> WORK ITEM:
Set down again exactly the lines of the listing below that fall between the line holding "Trading pair symbol" and the line holding "tolerated during absorption", inclusive.

> EXTRACTED ENTRIES:

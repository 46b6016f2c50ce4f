//! Engine configuration
//!
//! All tunables live in an immutable [`BotConfig`] record that is passed
//! into constructors. Defaults are the production values; every field can
//! be overridden from the environment via its upper-snake name
//! (e.g. `MIN_SWEEP_NOTIONAL=75000`).

use rust_decimal::Decimal;
use std::str::FromStr;

/// Configuration record for the order-flow engine
#[derive(Debug, Clone)]
pub struct BotConfig {
    /// Trading pair symbol (uppercase, e.g. "ETHUSDT")
    pub symbol: String,
    /// Exchange name (informational, carried into status records)
    pub exchange: String,
    /// Depth-diff stream endpoint
    pub orderbook_ws: String,
    /// Trade stream endpoint
    pub trades_ws: String,
    /// REST endpoint for the initial depth snapshot
    pub rest_depth_url: String,

    /// Base rolling window for buy/sell volume aggregation (seconds)
    pub delta_window_seconds: f64,
    /// Minimum aggressive-volume / available-depth ratio for absorption
    pub min_absorption_ratio: f64,
    /// Maximum relative price range tolerated during absorption
    pub price_movement_threshold: f64,

    /// Minimum adjacent levels removed to qualify as a sweep
    pub liquidity_sweep_min_levels: usize,
    /// Maximum book age for sweep detection (milliseconds)
    pub liquidity_sweep_time_ms: i64,
    /// Minimum notional of the swept cluster (quote currency)
    pub min_sweep_notional: Decimal,
    /// Minimum matching-side trade notional confirming a sweep
    pub min_trade_confirm_notional: Decimal,

    /// Minimum seconds between emitted signals
    pub cooldown_seconds: f64,
    /// Base delta-flip threshold
    pub min_delta_flip: f64,

    /// Soft cap on ladder size; eviction kicks in at twice this
    pub max_orderbook_levels: usize,
    /// Trade buffer retention window (seconds)
    pub trade_history_seconds: f64,
}

impl Default for BotConfig {
    fn default() -> Self {
        Self {
            symbol: "ETHUSDT".to_string(),
            exchange: "Binance".to_string(),
            orderbook_ws: "wss://stream.binance.com:9443/ws/ethusdt@depth@100ms".to_string(),
            trades_ws: "wss://stream.binance.com:9443/ws/ethusdt@trade".to_string(),
            rest_depth_url: "https://api.binance.com/api/v3/depth".to_string(),
            delta_window_seconds: 5.0,
            min_absorption_ratio: 2.0,
            price_movement_threshold: 0.0001,
            liquidity_sweep_min_levels: 3,
            liquidity_sweep_time_ms: 200,
            min_sweep_notional: Decimal::from(50_000),
            min_trade_confirm_notional: Decimal::from(25_000),
            cooldown_seconds: 30.0,
            min_delta_flip: 50.0,
            max_orderbook_levels: 50,
            trade_history_seconds: 60.0,
        }
    }
}

impl BotConfig {
    /// Build a configuration from defaults plus environment overrides
    pub fn from_env() -> Self {
        let mut config = Self::default();

        if let Ok(v) = std::env::var("SYMBOL") {
            config.symbol = v.to_uppercase();
        }
        if let Ok(v) = std::env::var("EXCHANGE") {
            config.exchange = v;
        }
        if let Ok(v) = std::env::var("BINANCE_ORDERBOOK_WS") {
            config.orderbook_ws = v;
        }
        if let Ok(v) = std::env::var("BINANCE_TRADES_WS") {
            config.trades_ws = v;
        }
        if let Ok(v) = std::env::var("BINANCE_REST_DEPTH_URL") {
            config.rest_depth_url = v;
        }

        read_env("DELTA_WINDOW_SECONDS", &mut config.delta_window_seconds);
        read_env("MIN_ABSORPTION_RATIO", &mut config.min_absorption_ratio);
        read_env(
            "PRICE_MOVEMENT_THRESHOLD",
            &mut config.price_movement_threshold,
        );
        read_env(
            "LIQUIDITY_SWEEP_MIN_LEVELS",
            &mut config.liquidity_sweep_min_levels,
        );
        read_env("LIQUIDITY_SWEEP_TIME_MS", &mut config.liquidity_sweep_time_ms);
        read_env("MIN_SWEEP_NOTIONAL", &mut config.min_sweep_notional);
        read_env(
            "MIN_TRADE_CONFIRM_NOTIONAL",
            &mut config.min_trade_confirm_notional,
        );
        read_env("COOLDOWN_SECONDS", &mut config.cooldown_seconds);
        read_env("MIN_DELTA_FLIP", &mut config.min_delta_flip);
        read_env("MAX_ORDERBOOK_LEVELS", &mut config.max_orderbook_levels);
        read_env("TRADE_HISTORY_SECONDS", &mut config.trade_history_seconds);

        config
    }

    /// Validate configuration parameters
    pub fn validate(&self) -> Result<(), String> {
        if self.symbol.is_empty() {
            return Err("Symbol cannot be empty".to_string());
        }

        for (name, endpoint) in [
            ("orderbook_ws", &self.orderbook_ws),
            ("trades_ws", &self.trades_ws),
        ] {
            if !endpoint.starts_with("ws://") && !endpoint.starts_with("wss://") {
                return Err(format!("{} must be a valid WebSocket URL", name));
            }
            if url::Url::parse(endpoint).is_err() {
                return Err(format!("{} is not a parseable URL", name));
            }
        }

        if !self.rest_depth_url.starts_with("http://")
            && !self.rest_depth_url.starts_with("https://")
        {
            return Err("rest_depth_url must be a valid HTTP URL".to_string());
        }

        if self.delta_window_seconds <= 0.0 {
            return Err("Delta window must be greater than 0".to_string());
        }
        if self.trade_history_seconds <= 0.0 {
            return Err("Trade history window must be greater than 0".to_string());
        }
        if self.cooldown_seconds < 0.0 {
            return Err("Cooldown cannot be negative".to_string());
        }
        if self.liquidity_sweep_min_levels == 0 {
            return Err("Sweep level minimum must be at least 1".to_string());
        }
        if self.liquidity_sweep_time_ms <= 0 {
            return Err("Sweep time window must be greater than 0".to_string());
        }
        if self.min_sweep_notional < Decimal::ZERO
            || self.min_trade_confirm_notional < Decimal::ZERO
        {
            return Err("Notional gates cannot be negative".to_string());
        }
        if self.min_absorption_ratio <= 0.0 {
            return Err("Absorption ratio must be greater than 0".to_string());
        }
        if self.max_orderbook_levels == 0 {
            return Err("Order book level cap must be greater than 0".to_string());
        }

        Ok(())
    }
}

fn read_env<T: FromStr>(key: &str, slot: &mut T) {
    if let Ok(raw) = std::env::var(key) {
        match raw.parse::<T>() {
            Ok(value) => *slot = value,
            Err(_) => tracing::warn!("Ignoring unparseable env override {}={}", key, raw),
        }
    }
}
impl FlowAnalyzer {
    pub fn new(config: BotConfig) -> Self {
        let max_levels = config.max_orderbook_levels;
        let base_window = config.delta_window_seconds;
        Self {
            trades: TradeBuffer::new(TRADE_BUFFER_CAPACITY, config.trade_history_seconds),
            config,
            book: OrderBook::new(max_levels),
            previous_book: OrderBook::new(max_levels),
            book_update_ms: 0,
            snapshot_loaded: false,
            stream_synced: false,
            buy_volume: VecDeque::new(),
            sell_volume: VecDeque::new(),
            current_price: Decimal::ZERO,
            price_history: VecDeque::with_capacity(PRICE_HISTORY_CAPACITY),
            price_changes: VecDeque::with_capacity(PRICE_HISTORY_CAPACITY),
            atr: None,
            base_delta_window: base_window,
            current_delta_window: base_window,
            volatility: VolatilityRegime::Unknown,
        }
    }

    /// Apply a validated book update
    ///
    /// Snapshots rebuild the ladder; the pre-update state is retained for
    /// sweep diffing. After a snapshot the previous book is empty so the
    /// rebuild itself can never read as a sweep.
    pub fn apply_book_update(&mut self, update: &BookUpdate, now_ms: i64) {
        match update {
            BookUpdate::Snapshot(snapshot) => {
                self.previous_book = OrderBook::new(self.config.max_orderbook_levels);
                self.book_update_ms = now_ms;
                self.book.apply_snapshot(snapshot);
                self.snapshot_loaded = true;
                tracing::info!(
                    last_update_id = snapshot.last_update_id,
                    bids = snapshot.bids.len(),
                    asks = snapshot.asks.len(),
                    "Order book rebuilt from snapshot"
                );
            }
            BookUpdate::Diff(diff) => {
                self.previous_book = self.book.snapshot_copy();
                self.book_update_ms = now_ms;
                self.book.apply_diff(diff);
            }
        }
    }

    /// Ingest a trade and refresh every trade-derived statistic
    pub fn add_trade(&mut self, trade: Trade, now_ms: i64) {
        self.current_price = trade.price;

        if let Some(&prev) = self.price_history.back() {
            if prev > Decimal::ZERO {
                let change = ((trade.price - prev).abs() / prev)
                    .to_f64()
                    .unwrap_or(0.0);
                if self.price_changes.len() >= PRICE_HISTORY_CAPACITY {
                    self.price_changes.pop_front();
                }
                self.price_changes.push_back(change);
            }
        }
        if self.price_history.len() >= PRICE_HISTORY_CAPACITY {
            self.price_history.pop_front();
        }
        self.price_history.push_back(trade.price);

        if self.price_changes.len() >= ATR_MIN_SAMPLES {
            let atr =
                self.price_changes.iter().sum::<f64>() / self.price_changes.len() as f64;
            self.atr = Some(atr);
            self.current_delta_window = adapt_window(self.base_delta_window, atr);
        }

        match trade.side {
            TradeSide::Buy => self.buy_volume.push_back((now_ms, trade.size)),
            TradeSide::Sell => self.sell_volume.push_back((now_ms, trade.size)),
        }

        self.trades.push(trade, now_ms);
        self.evict_volume_windows(now_ms);
        self.update_regime();
    }

    /// Mark whether the diff stream currently chains onto the snapshot
    pub fn set_synced(&mut self, synced: bool) {
        self.stream_synced = synced;
    }

    pub fn is_synced(&self) -> bool {
        self.snapshot_loaded && self.stream_synced
    }

    pub fn book(&self) -> &OrderBook {
        &self.book
    }

    pub fn atr(&self) -> Option<f64> {
        self.atr
    }

    pub fn volatility(&self) -> VolatilityRegime {
        self.volatility
    }

    pub fn current_delta_window(&self) -> f64 {
        self.current_delta_window
    }

    fn evict_volume_windows(&mut self, now_ms: i64) {
        let cutoff = now_ms - (self.current_delta_window * 1000.0) as i64;
        while self
            .buy_volume
            .front()
            .map(|(ts, _)| *ts < cutoff)
            .unwrap_or(false)
        {
            self.buy_volume.pop_front();
        }
        while self
            .sell_volume
            .front()
            .map(|(ts, _)| *ts < cutoff)
            .unwrap_or(false)
        {
            self.sell_volume.pop_front();
        }
    }

    fn update_regime(&mut self) {
        if let Some(atr) = self.atr {
            self.volatility = if atr < 0.0001 {
                VolatilityRegime::Calm
            } else if atr < 0.0003 {
                VolatilityRegime::Normal
            } else if atr < 0.0007 {
                VolatilityRegime::Volatile
            } else {
                VolatilityRegime::Extreme
            };
        }
    }

    /// Rolling delta over the adaptive window
    pub fn delta(&self) -> DeltaInfo {
        let buy_volume: Decimal = self.buy_volume.iter().map(|(_, size)| *size).sum();
        let sell_volume: Decimal = self.sell_volume.iter().map(|(_, size)| *size).sum();
        let delta = buy_volume - sell_volume;
        let delta_f = delta.to_f64().unwrap_or(0.0);

        let normalized_delta = match self.atr {
            Some(atr) if atr > 0.0 => delta_f / (1.0 + delta_f.abs() * atr),
            _ => delta_f,
        };

        let delta_ratio = if sell_volume > Decimal::ZERO {
            (buy_volume / sell_volume).to_f64().unwrap_or(0.0)
        } else {
            0.0
        };

        DeltaInfo {
            buy_volume,
            sell_volume,
            delta,
            normalized_delta,
            delta_ratio,
            window_seconds: self.current_delta_window,
        }
    }

    /// Detect a trade-confirmed liquidity sweep
    ///
    /// Bid removals are checked before ask removals; the first direction
    /// that passes adjacency, notional and trade confirmation wins.
    pub fn detect_sweep(&self, now_ms: i64) -> Option<ConfirmedSweep> {
        if !self.snapshot_loaded
            || !self.stream_synced
            || self.previous_book.is_empty()
            || self.book.is_empty()
        {
            return None;
        }

        let elapsed_ms = now_ms - self.book_update_ms;
        if elapsed_ms > self.config.liquidity_sweep_time_ms {
            return None;
        }

        let removed_bids = self.removed_levels(BookSide::Bid);
        let removed_asks = self.removed_levels(BookSide::Ask);
        let min_levels = self.config.liquidity_sweep_min_levels;

        if removed_bids.len() >= min_levels {
            if let Some(sweep) =
                self.qualify_sweep(&removed_bids, SweepDirection::Down, elapsed_ms, now_ms)
            {
                return Some(sweep);
            }
        }

        if removed_asks.len() >= min_levels {
            if let Some(sweep) =
                self.qualify_sweep(&removed_asks, SweepDirection::Up, elapsed_ms, now_ms)
            {
                return Some(sweep);
            }
        }

        None
    }

    /// Levels whose side size dropped to zero since the previous book
    fn removed_levels(&self, side: BookSide) -> Vec<(Decimal, Decimal)> {
        self.previous_book
            .levels()
            .filter_map(|(price, level)| {
                let prev_size = match side {
                    BookSide::Bid => level.bid,
                    BookSide::Ask => level.ask,
                };
                if prev_size <= Decimal::ZERO {
                    return None;
                }
                let gone = match self.book.level(price) {
                    None => true,
                    Some(current) => match side {
                        BookSide::Bid => current.bid.is_zero(),
                        BookSide::Ask => current.ask.is_zero(),
                    },
                };
                gone.then_some((*price, prev_size))
            })
            .collect()
    }

    fn qualify_sweep(
        &self,
        removed: &[(Decimal, Decimal)],
        direction: SweepDirection,
        elapsed_ms: i64,
        now_ms: i64,
    ) -> Option<ConfirmedSweep> {
        let group = largest_adjacent_group(removed, self.config.liquidity_sweep_min_levels);
        if group.len() < self.config.liquidity_sweep_min_levels {
            // Scattered removals, not a sweep
            return None;
        }

        let notional: Decimal = group.iter().map(|(price, qty)| price * qty).sum();
        if notional < self.config.min_sweep_notional {
            return None;
        }

        let prices: Vec<Decimal> = group.iter().map(|(price, _)| *price).collect();
        let zone_min = *prices.first()?;
        let zone_max = *prices.last()?;

        if !self.confirm_with_trades(zone_min, zone_max, direction, now_ms) {
            return None;
        }

        Some(ConfirmedSweep {
            direction,
            levels_removed: group.len(),
            notional,
            prices,
            time_ms: elapsed_ms,
        })
    }

    /// A sweep is only real if aggressive trades hit the swept zone
    fn confirm_with_trades(
        &self,
        zone_min: Decimal,
        zone_max: Decimal,
        direction: SweepDirection,
        now_ms: i64,
    ) -> bool {
        let expected_side = match direction {
            SweepDirection::Down => TradeSide::Sell,
            SweepDirection::Up => TradeSide::Buy,
        };

        let mut matched = false;
        let mut confirm_notional = Decimal::ZERO;
        for trade in self.trades.in_window(now_ms, SWEEP_CONFIRM_WINDOW_MS) {
            if trade.price < zone_min || trade.price > zone_max {
                continue;
            }
            if trade.side != expected_side {
                continue;
            }
            matched = true;
            confirm_notional += trade.notional();
        }

        matched && confirm_notional >= self.config.min_trade_confirm_notional
    }

    /// Detect absorption: heavy aggression that failed to move price
    pub fn detect_absorption(&self, now_ms: i64) -> Option<Absorption> {
        if self.trades.len() < ABSORPTION_MIN_TRADES {
            return None;
        }

        let recent: Vec<&Trade> = self
            .trades
            .newer_than(now_ms - ABSORPTION_WINDOW_MS)
            .collect();
        if recent.is_empty() {
            return None;
        }

        let total_volume: Decimal = recent.iter().map(|t| t.size).sum();
        let min_price = recent.iter().map(|t| t.price).min()?;
        let max_price = recent.iter().map(|t| t.price).max()?;
        if min_price <= Decimal::ZERO {
            return None;
        }
        let price_range_pct = ((max_price - min_price) / min_price).to_f64().unwrap_or(0.0);

        let mut max_movement = self.config.price_movement_threshold;
        if let Some(atr) = self.atr {
            let vol_multiplier = (atr / 0.0001).min(3.0);
            max_movement = self.config.price_movement_threshold * vol_multiplier;
        }
        if price_range_pct > max_movement {
            return None;
        }

        let buy_volume: Decimal = recent
            .iter()
            .filter(|t| t.side == TradeSide::Buy)
            .map(|t| t.size)
            .sum();
        let sell_volume: Decimal = recent
            .iter()
            .filter(|t| t.side == TradeSide::Sell)
            .map(|t| t.size)
            .sum();

        let absorbing_side = if buy_volume > sell_volume {
            BookSide::Ask
        } else {
            BookSide::Bid
        };
        let aggressive_volume = buy_volume.max(sell_volume);

        let available_depth = self.book.depth(absorbing_side, ABSORPTION_DEPTH_LEVELS);
        if available_depth.is_zero() {
            return None;
        }

        let ratio = (aggressive_volume / available_depth).to_f64().unwrap_or(0.0);
        if ratio < self.config.min_absorption_ratio {
            return None;
        }

        let price_sum: Decimal = recent.iter().map(|t| t.price).sum();
        let price_level = price_sum / Decimal::from(recent.len() as u64);

        Some(Absorption {
            volume: total_volume,
            price_change_pct: price_range_pct,
            absorbing_side,
            price_level,
            volume_to_depth_ratio: ratio,
        })
    }

    /// Aggregate the per-tick view consumed by the signal generator
    pub fn market_state(&self, now_ms: i64) -> MarketState {
        MarketState {
            timestamp_ms: now_ms,
            price: self.current_price,
            mid_price: self.book.mid_price().or_else(|| {
                (self.current_price > Decimal::ZERO).then_some(self.current_price)
            }),
            delta: self.delta(),
            sweep: self.detect_sweep(now_ms),
            absorption: self.detect_absorption(now_ms),
            total_trades: self.trades.len(),
            volatility: self.volatility,
            atr: self.atr,
            is_synced: self.is_synced(),
        }
    }
}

> REPLY:
    /// Trading pair symbol (uppercase, e.g. "ETHUSDT")
    pub symbol: String,
    /// Exchange name (informational, carried into status records)
    pub exchange: String,
    /// Depth-diff stream endpoint
    pub orderbook_ws: String,
    /// Trade stream endpoint
    pub trades_ws: String,
    /// REST endpoint for the initial depth snapshot
    pub rest_depth_url: String,

    /// Base rolling window for buy/sell volume aggregation (seconds)
    pub delta_window_seconds: f64,
    /// Minimum aggressive-volume / available-depth ratio for absorption
    pub min_absorption_ratio: f64,
    /// Maximum relative price range tolerated during absorption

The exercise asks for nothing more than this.